On Feb. 09, at New Delhi’s Federation House—the headquarters of industry body FICCI—the founders of Flipkart and Snapdeal, along with the India head of Amazon, came together for a common cause: to ask the Indian government to remove a clause in the much-awaited goods and service tax (GST).

The Narendra Modi government has proposed tax collection at source, a new framework under the GST, to tax sellers on internet marketplaces. Under the clause, e-commerce marketplaces must deduct 2% of the amount payable to the supplier of the goods or services and, deposit that with the government. The idea is to ensure that sellers don’t avoid their taxes.

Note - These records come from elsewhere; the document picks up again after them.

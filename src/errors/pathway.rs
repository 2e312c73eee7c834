//! Pathway rule violations
//!
//! These are raised by the pure graph engine in [`crate::pathway_graph`] before
//! anything is written to the store. Each variant carries display names so the
//! message can be shown to an administrator as is.
//!
//! ```rust
//! use coursepath::errors::{CoreErrorKind, PathwayError};
//!
//! let err = PathwayError::ImmersiveTarget("Java Developer".to_string());
//! assert_eq!(err.error_code(), "IMMERSIVE_TARGET");
//! assert_eq!(coursepath::errors::CoreError::from(err).kind(), CoreErrorKind::InvalidOperation);
//! ```

use thiserror::Error;

use super::{CoreError, CoreErrorKind};

#[derive(Error, Debug, Clone, PartialEq, Eq)]
pub enum PathwayError {
    /// The exact prerequisite/next pair is already linked
    #[error("This pathway already exists: \"{prerequisite}\" → \"{next}\" (order: {order})")]
    DuplicateEdge {
        prerequisite: String,
        next: String,
        order: i32,
    },

    #[error("Cannot add \"{0}\" as a next step. Immersive courses can only be entry points in a pathway.")]
    ImmersiveTarget(String),

    #[error("Cannot create pathway: \"{next}\" is already in the prerequisite chain for \"{prerequisite}\". This would create a circular dependency.")]
    CycleDetected { prerequisite: String, next: String },

    #[error("Cannot create pathway: \"{course}\" is already {depth} levels deep, which would exceed the maximum pathway depth of {max_depth} levels.")]
    DepthExceeded {
        course: String,
        depth: usize,
        max_depth: usize,
    },

    #[error("Cannot create pathway: \"{0}\" does not have a path to an immersive course. All career accelerator courses must eventually trace back to an immersive entry point.")]
    UnreachableFromImmersive(String),

    #[error("Cannot delete this pathway: \"{course}\" is a prerequisite for other courses ({dependents}) and has no alternative incoming pathways. Remove those pathways first or add an alternative pathway.")]
    DownstreamDependents { course: String, dependents: String },
}

impl PathwayError {
    pub fn error_code(&self) -> &'static str {
        match self {
            PathwayError::DuplicateEdge { .. } => "DUPLICATE_PATHWAY",
            PathwayError::ImmersiveTarget(_) => "IMMERSIVE_TARGET",
            PathwayError::CycleDetected { .. } => "CYCLE_DETECTED",
            PathwayError::DepthExceeded { .. } => "DEPTH_EXCEEDED",
            PathwayError::UnreachableFromImmersive(_) => "UNREACHABLE_FROM_IMMERSIVE",
            PathwayError::DownstreamDependents { .. } => "DOWNSTREAM_DEPENDENTS",
        }
    }

    pub fn kind(&self) -> CoreErrorKind {
        match self {
            PathwayError::DuplicateEdge { .. } => CoreErrorKind::Conflict,
            _ => CoreErrorKind::InvalidOperation,
        }
    }
}

impl From<PathwayError> for CoreError {
    fn from(err: PathwayError) -> Self {
        let code = err.error_code();
        CoreError::new(err.kind(), err.to_string()).with_field("rule", code)
    }
}

#[cfg(test)]
mod tests {
    use super::*;

    #[test]
    fn test_duplicate_maps_to_conflict() {
        let err = PathwayError::DuplicateEdge {
            prerequisite: "Cloud Immersive".to_string(),
            next: "AWS Architect".to_string(),
            order: 2,
        };
        let core: CoreError = err.into();
        assert_eq!(core.kind(), CoreErrorKind::Conflict);
        assert_eq!(core.field("rule"), Some("DUPLICATE_PATHWAY"));
        assert!(core.message().contains("\"Cloud Immersive\" → \"AWS Architect\""));
    }

    #[test]
    fn test_rule_violations_are_invalid_operations() {
        let errors = vec![
            PathwayError::ImmersiveTarget("A".to_string()),
            PathwayError::CycleDetected {
                prerequisite: "A".to_string(),
                next: "B".to_string(),
            },
            PathwayError::DepthExceeded {
                course: "A".to_string(),
                depth: 10,
                max_depth: 10,
            },
            PathwayError::UnreachableFromImmersive("A".to_string()),
            PathwayError::DownstreamDependents {
                course: "A".to_string(),
                dependents: "\"B\"".to_string(),
            },
        ];

        for err in errors {
            assert_eq!(CoreError::from(err).kind(), CoreErrorKind::InvalidOperation);
        }
    }
}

“We are estimating that close to Rs400 crore of capital per annum will be locked up in the system, which will not be accessible to sellers. That will certainly eat into their working capital,” Bansal said.

India’s online sellers currently file their taxes mostly towards the end of the financial year. Under the new clause, tax will be collected upfront, and any claims can only be made after 30-50 days. “It is a measure that goes against the spirit of making India digital and improving the ease of doing business in the country,” Snapdeal founder Kunal Bahl said. “We are positive that the government will address this crucial concern.”

India’s e-commerce industry is worth $41 billion and is expected to be worth some $103 billion by 2020, contributing 4% to the country’s GDP according to consultancy firm, KPMG.

A unified stand by the e-commerce giants is somewhat ironic, since it comes at a time when all three have been sniping at each other. Just two months ago, in a veiled attack on Amazon, Flipkart’s Bansal said foreign competitors are destroying the Indian domestic market, hinting at the need for protectionist policies.

“I think what we need to do is what at some level China did: [tell foreign players that] we need your capital, but we don’t need your companies,” Bansal said. Amazon’s total committed investment in India is much higher than the total funds raised by Flipkart (around $3.2 billion) and Snapdeal (around $1.8 billion).

Months before that, Bansal and Bahl were involved in a Twitter exchange that underlined the fierce rivalry between their two companies.  ”Alibaba deciding to start operations directly shows how badly their Indian investments have done so far,” Bansal tweeted. Snapdeal had raised $500 million from investors, including Alibaba, in 2015. Immediately Bahl tweeted back, “Didn’t Morgan Stanley just flush $5 billion worth market cap in Flipkart down the toilet. Focus on your business, not commentary.”